Como se conformar
Às vezes, na vida, vale a pena insistirmos nas coisas. Vale a pena sermos inconformados. Vale a pena lutarmos, tentarmos convencer os outros, fazermos de tudo para mudar a realidade.
E, às vezes, não há nada que possamos fazer. Isso porque algumas coisas são irreversíveis, ou porque não temos meios realistas de mudar as coisas, ou simplesmente porque nossas expectativas não são realistas.
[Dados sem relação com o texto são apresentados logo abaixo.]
use std::sync::Arc;
use std::time::Duration;
use tenancy_application::{AppError, ProvisioningConfig, TenantProvisioningService};
use tenancy_domain::error::ProvisioningError;
use tenancy_domain::eventing::{
    InMemoryBroker, MessageBroker, QueueSpec, ServiceName, TenantEventHandlers,
    publish_tenant_event,
};
use tenancy_domain::migration::{Migration, MigrationSet};
use tenancy_domain::schema::{InMemoryDatabase, SchemaName};
use tenancy_domain::strategy::{StrategyKind, TenantProvisioningStrategy};
use tenancy_domain::tenant_event::{TenantEvent, TenantEventType};

fn config() -> ProvisioningConfig {
    ProvisioningConfig::for_service(ServiceName::parse("documents").unwrap())
}

fn created(tenant_id: &str) -> TenantEvent {
    TenantEvent::builder()
        .event_type(TenantEventType::Created)
        .tenant_id(tenant_id)
        .schema_name(SchemaName::derive(tenant_id).unwrap())
        .build()
}

#[tokio::test]
async fn disabled_service_declares_nothing() {
    let broker = InMemoryBroker::new();
    let mut config = config();
    config.enabled = false;

    let service = TenantProvisioningService::builder()
        .config(config)
        .broker(Arc::new(broker.clone()))
        .catalog(Arc::new(InMemoryDatabase::new()))
        .build();

    assert!(service.start().await.unwrap().is_none());
    assert!(broker.bindings().is_empty());
}

#[tokio::test]
async fn migration_based_service_provisions_created_tenants() {
    let broker = InMemoryBroker::new();
    let db = InMemoryDatabase::new();
    let mut config = config();
    config.strategy = StrategyKind::MigrationBased;

    let migrations = MigrationSet::new(vec![
        Migration::builder()
            .version(1)
            .description("documents")
            .sql("CREATE TABLE documents (id BIGINT PRIMARY KEY)")
            .build(),
    ])
    .unwrap();
    let service = TenantProvisioningService::builder()
        .config(config)
        .broker(Arc::new(broker.clone()))
        .catalog(Arc::new(db.clone()))
        .migration_store(Arc::new(db.clone()))
        .migrations(Arc::new(migrations))
        .build();

    let handle = service.start().await.unwrap().unwrap();
    publish_tenant_event(&broker, "tenant.events", &created("acme"))
        .await
        .unwrap();

    let acme = SchemaName::derive("acme").unwrap();
    let mut applied = None;
    for _ in 0..200 {
        applied = db.history(&acme);
        if applied.as_deref() == Some(&[1][..]) {
            break;
        }
        tokio::time::sleep(Duration::from_millis(10)).await;
    }
    assert_eq!(applied, Some(vec![1]));
    assert!(
        !service
            .strategy()
            .unwrap()
            .is_migration_pending(&acme)
            .await
            .unwrap()
    );

    handle.shutdown();
    handle.join().await;
}

#[tokio::test]
async fn injected_handlers_replace_the_standard_ones() {
    let broker = InMemoryBroker::new();
    let db = InMemoryDatabase::new();

    let service = TenantProvisioningService::builder()
        .config(config())
        .broker(Arc::new(broker.clone()))
        .catalog(Arc::new(db.clone()))
        .handlers(TenantEventHandlers::new())
        .build();

    let handle = service.start().await.unwrap().unwrap();
    publish_tenant_event(&broker, "tenant.events", &created("acme"))
        .await
        .unwrap();

    for _ in 0..200 {
        if broker.queue_depth("tenant.events.documents") == 0 && broker.unacked_count() == 0 {
            break;
        }
        tokio::time::sleep(Duration::from_millis(10)).await;
    }
    assert!(db.schemas().is_empty());

    handle.shutdown();
    handle.join().await;
}

#[tokio::test]
async fn conflicting_topology_is_fatal() {
    let broker = InMemoryBroker::new();
    broker
        .declare_queue(&QueueSpec::durable("tenant.events.documents"))
        .await
        .unwrap();

    let service = TenantProvisioningService::builder()
        .config(config())
        .broker(Arc::new(broker))
        .catalog(Arc::new(InMemoryDatabase::new()))
        .build();

    let err = service.start().await.unwrap_err();
    assert!(matches!(
        err,
        AppError::Provisioning(ProvisioningError::TopologyConflict { .. })
    ));
}

#[tokio::test]
async fn migration_strategy_without_store_is_a_config_error() {
    let mut config = config();
    config.strategy = StrategyKind::MigrationBased;

    let broker = InMemoryBroker::new();
    let service = TenantProvisioningService::builder()
        .config(config)
        .broker(Arc::new(broker.clone()))
        .catalog(Arc::new(InMemoryDatabase::new()))
        .build();

    assert!(matches!(service.start().await, Err(AppError::Config(_))));
    assert!(broker.bindings().is_empty());
    assert!(broker.consume("tenant.events.documents").await.is_err());
}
Obviamente, não estou falando para não lutarmos, nem para sermos conformados. Eu me refiro àquilo que claramente não tem mais jeito e, enquanto às vezes a distinção pode ser dúbia, em outros casos, ela é indubitavelmente clara.
De que adianta, por exemplo, eu ser inconformado com a finitude da existência humana? Por mais que prolonguemos nossas vidas e aprimoremos nossas saúdes, não seremos vampiros imortais, nem outro tipo de ser que não é sujeito ao fim. O tempo passa, e tudo envelhece e, um dia, acaba. Podemos nos revoltar com a morte de alguém querido ou a perspectiva de que um dia vamos morrer, mas nossa revolta não impede a morte.
Existem, assim, os casos em que nos conformar é o que nos resta, porque a alternativa é adicionar sofrimento e gasto de energia desnecessários.
E aí é que vem a pergunta: como é que se faz para se conformar? Depois de algumas décadas de vida, isso é uma coisa que acaba passando pelas nossas cabeças e, apesar de eu ainda ter uma idade onde ainda se esperam algumas tantas mudanças de ideia, eu tenho algumas impressões para compartilhar.
Digo, então, que é um erro pensar em se conformar como algo ativo, algo que podemos escolher fazer. Se conformar não é uma coisa que a gente faz, mas algo que requer o oposto da ação. Enquanto estamos tentando FAZER uma coisa, não nós conformamos, e conformar envolve parar de agir, para bem ou para mal.
Nos conformar é o que acontece quando não estamos olhando. Se conformar não é algo ativo, mas sim um efeito que se dá apenas quando nos distraímos o suficiente e voltamos a prestar atenção. Nós podemos até notar diferentes partes do processo, através de nossos sentimentos, percepções e respostas, mas nunca pegamos o momento em que isso está acontecendo.
É como um ferimento. Nós podemos passar algum remédio, fazer um curativo, mas não é através de uma ordem nossa ou de nosso desejo que ele vai se curar. E, claro, se nós ficarmos cutucando, vai ser mais difícil que ele se cure.
Eu diria que essa metáfora é bem apta, porque as duas situações falam de algo que, queiramos ou não, geralmente tende a acontecer por força da natureza. A maior parte das condições das nossas vidas caminham de modo para que seja cada vez mais fácil nos conformarmos com o que acontece com mais frequência. Note que não estou discutindo se isso é bom ou ruim, mas apenas apontando um fato: existe inércia.
Se queremos nos conformar, podemos tomar a decisão consciente de ajustarmos nossa disposição e humor, ou mesmo de buscar explicações lógicas e emocionais, compensações e até distrações. Se não queremos nos conformar, nós podemos fazer o oposto, buscando mais motivos para inconformidade, atiçando nossa própria raiva, ódio e tristeza, focando no que nos atormenta. Claro que não estou dizendo que somos capazes de controlar completamente nossos sentimentos, mas até certo ponto, essa influência é inegável.
O que isso nos diz? Que, por um lado, a melhor cura que podemos oferecer a nós mesmos, geralmente, é tempo. E que, por outro, seja para conformidade ou inconformidade, nós muitas vezes somos a principal influência.
Eu, que muitas vezes me sinto tão indignado com como funcionam o universo, as pessoas, a vida, o tempo e a realidade, tive que aprender que não me conformar com o que era impossível de mudar não era uma derrota nem desistência, mas conviver com as mesmas limitações que os outros seres humanos vivem. E entender que, mesmo que outras coisas sejam, digamos, “menos impossíveis”, elas podem igualmente ser inalcançáveis, e aceitar isso pode me poupar de sofrimento desnecessário.
No fim, tudo isso deixa a vida um pouco menos pesada. E aí, tudo é mais tranquilo.